Abstract

tba Submission 
 
 Video Link
 
 https://vimeo.com/188828000
 
 Artist Statement
 
 As an artist I approach my practice as a conduit for imagining alternate political and personal realities in which the non-human animals are afforded relational and differentiated rights of membership in a multispecies community. The intention of such work is to stir the moral imagination of my viewer. By not simply raising indignation at abuse and neglect, not presenting (yet again) an image of the animal other as a passive victim, my purpose is to envision the animals we are entangled with as neighbours, friends and members of disparate communities.
 
 Speciation Dance is a new media installation work that challenges established relationships between human and nonhuman animals. It represents a progression in my attempts to abandon the presumptive act of speaking for the animal other. Rather, this work joins animal and human voices in hopes of decentering the anthropocentrism inherent in art making.
 
 Project Description:
 Speciation Dance
 
 A small but strategic desire exists within humanity to preserve certain charismatic animal species from extinction; this has led to a dance both epic and intimate, which paradoxically attempts to maintain natural wildness by crafting an elaborate system of interspecies dependency. This contradiction is most visible in the conservation of whooping cranes. This species has come to emblemize the extreme commitment humans have made to the management of creatures we ourselves have driven to near nonexistence.
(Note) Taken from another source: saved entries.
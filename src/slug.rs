//! URL-safe names for articles and tags.
//!
//! The transliteration table is fixed: changing it changes every published
//! URL, so it covers a closed set of Polish diacritics and punctuation and
//! leaves everything else alone.

use regex::Regex;
use std::path::Path;
use std::sync::LazyLock;

/// Extension of every rendered page.
pub const HTML_EXTENSION: &str = ".html";

/// Separator produced for whitespace and quotes. It becomes a hyphen in
/// article file names, but stays as-is in tag URLs.
const SEPARATOR: char = '_';

static DATED_STEM: LazyLock<Regex> =
    LazyLock::new(|| Regex::new(r"^\d{4}-\d{2}-\d{2}_(.*)$").unwrap());

/// Maps `s` through the transliteration table. Diacritics become plain
/// ASCII letters, spaces and quotes become `_`, `&` becomes `and`, other
/// punctuation in the table is dropped.
pub fn transliterate(s: &str) -> String {
    let mut out = String::with_capacity(s.len());
    for c in s.chars() {
        match c {
            'ą' => out.push('a'),
            'ć' => out.push('c'),
            'ę' => out.push('e'),
            'ł' => out.push('l'),
            'ń' => out.push('n'),
            'ó' => out.push('o'),
            'ś' => out.push('s'),
            'ź' | 'ż' => out.push('z'),
            'Ą' => out.push('A'),
            'Ć' => out.push('C'),
            'Ę' => out.push('E'),
            'Ł' => out.push('L'),
            'Ń' => out.push('N'),
            'Ó' => out.push('O'),
            'Ś' => out.push('S'),
            'Ź' | 'Ż' => out.push('Z'),
            ' ' | '\'' | '"' => out.push(SEPARATOR),
            '&' => out.push_str("and"),
            '!' | '#' | '$' | '%' | '(' | ')' | '*' | '+' | ',' | '.' | '/' | ':' | ';' | '<'
            | '=' | '>' | '?' | '@' | '[' | '\\' | ']' | '^' | '`' | '{' | '|' | '}' | '~' => {}
            _ => out.push(c),
        }
    }
    out
}

/// Derives the output file name (slug + `.html`) for an article source
/// path. A `YYYY-MM-DD_` prefix on the file stem is discarded.
///
/// ```
/// use std::path::Path;
/// assert_eq!(
///     kiroku::slug::file_name(Path::new("articles/2000-04-01_This is a joke.rst")),
///     "This-is-a-joke.html",
/// );
/// ```
pub fn file_name(path: &Path) -> String {
    let stem = path
        .file_stem()
        .map(|stem| stem.to_string_lossy())
        .unwrap_or_default();
    let name = transliterate(&stem);

    let slug = match DATED_STEM.captures(&name).and_then(|c| c.get(1)) {
        Some(rest) => rest.as_str(),
        None => name.as_str(),
    };

    let mut file_name = slug.replace(SEPARATOR, "-");
    file_name.push_str(HTML_EXTENSION);
    file_name
}

#[cfg(test)]
mod test {
    use super::*;

    #[test]
    fn test_transliterate_tag() {
        assert_eq!(transliterate("bar baz"), "bar_baz");
        assert_eq!(transliterate("Zażółć gęślą jaźń"), "Zazolc_gesla_jazn");
        assert_eq!(transliterate("rock & roll"), "rock_and_roll");
        assert_eq!(transliterate("C++"), "C");
    }

    #[test]
    fn test_file_name_plain() {
        assert_eq!(file_name(Path::new("foobar")), "foobar.html");
        assert_eq!(file_name(Path::new("foobar?")), "foobar.html");
        assert_eq!(file_name(Path::new("some_name.rst")), "some-name.html");
    }

    #[test]
    fn test_file_name_punctuation() {
        assert_eq!(
            file_name(Path::new("~fo'o'bar. Oto smok!!!.txt")),
            "fo-o-bar-Oto-smok.html"
        );
        assert_eq!(
            file_name(Path::new(
                "\\who is using such silly names?. żółty smok%.article"
            )),
            "who-is-using-such-silly-names-zolty-smok.html"
        );
    }

    #[test]
    fn test_file_name_dated() {
        assert_eq!(
            file_name(Path::new("2000-04-01_This is a joke.rst")),
            "This-is-a-joke.html"
        );
        assert_eq!(
            file_name(Path::new("articles/2013-09-08_first_post.rst")),
            "first-post.html"
        );
        // not a full date, kept whole
        assert_eq!(file_name(Path::new("2013-09_post.rst")), "2013-09-post.html");
    }
}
In the performative video work, Speciation Dance, I focus on slippages in identity for both human-surrogate-mates and animals in captive breeding programs. In these relationships scientists and conservation workers don cobbled together costumes and assume monastic vows of silence to prevent their charges from becoming too accustomed to humans. But perhaps more importantly, these orniphiles (bird lovers) encourage the crane to imprint upon their bird persona.
 
 When a creature imprints upon an individual outside of their species it disrupts speciation, the inbred impulse to be attracted only to one's own kind. Imprinting on a human distorts animal identity; seeing itself as human an animal will have no desire to copulate with its own species. As the performers in Speciation Dance transform into bird/people we hear ornithologist George Archibald describing his cross-species relationship with a crane named Tex. George and Tex’s story inspired this piece, and George’s narrative, assembled from found audio recordings, gives humor and context to the work. In this 6-minute two-channel video work, I am documenting two professional dancers from the Nova Dance Collective as they flirt with becoming-animal. Stepping into the role of a liminal being, neither human nor bird, they perform as humans-come-whooping cranes. Dipping, leaping, strutting and extending prosthetic heads to the sky, they attempt to relate to each other through the embodied language of both species. Trying to court and arouse one another, the performers convey the beautiful absurdity of such a futile act.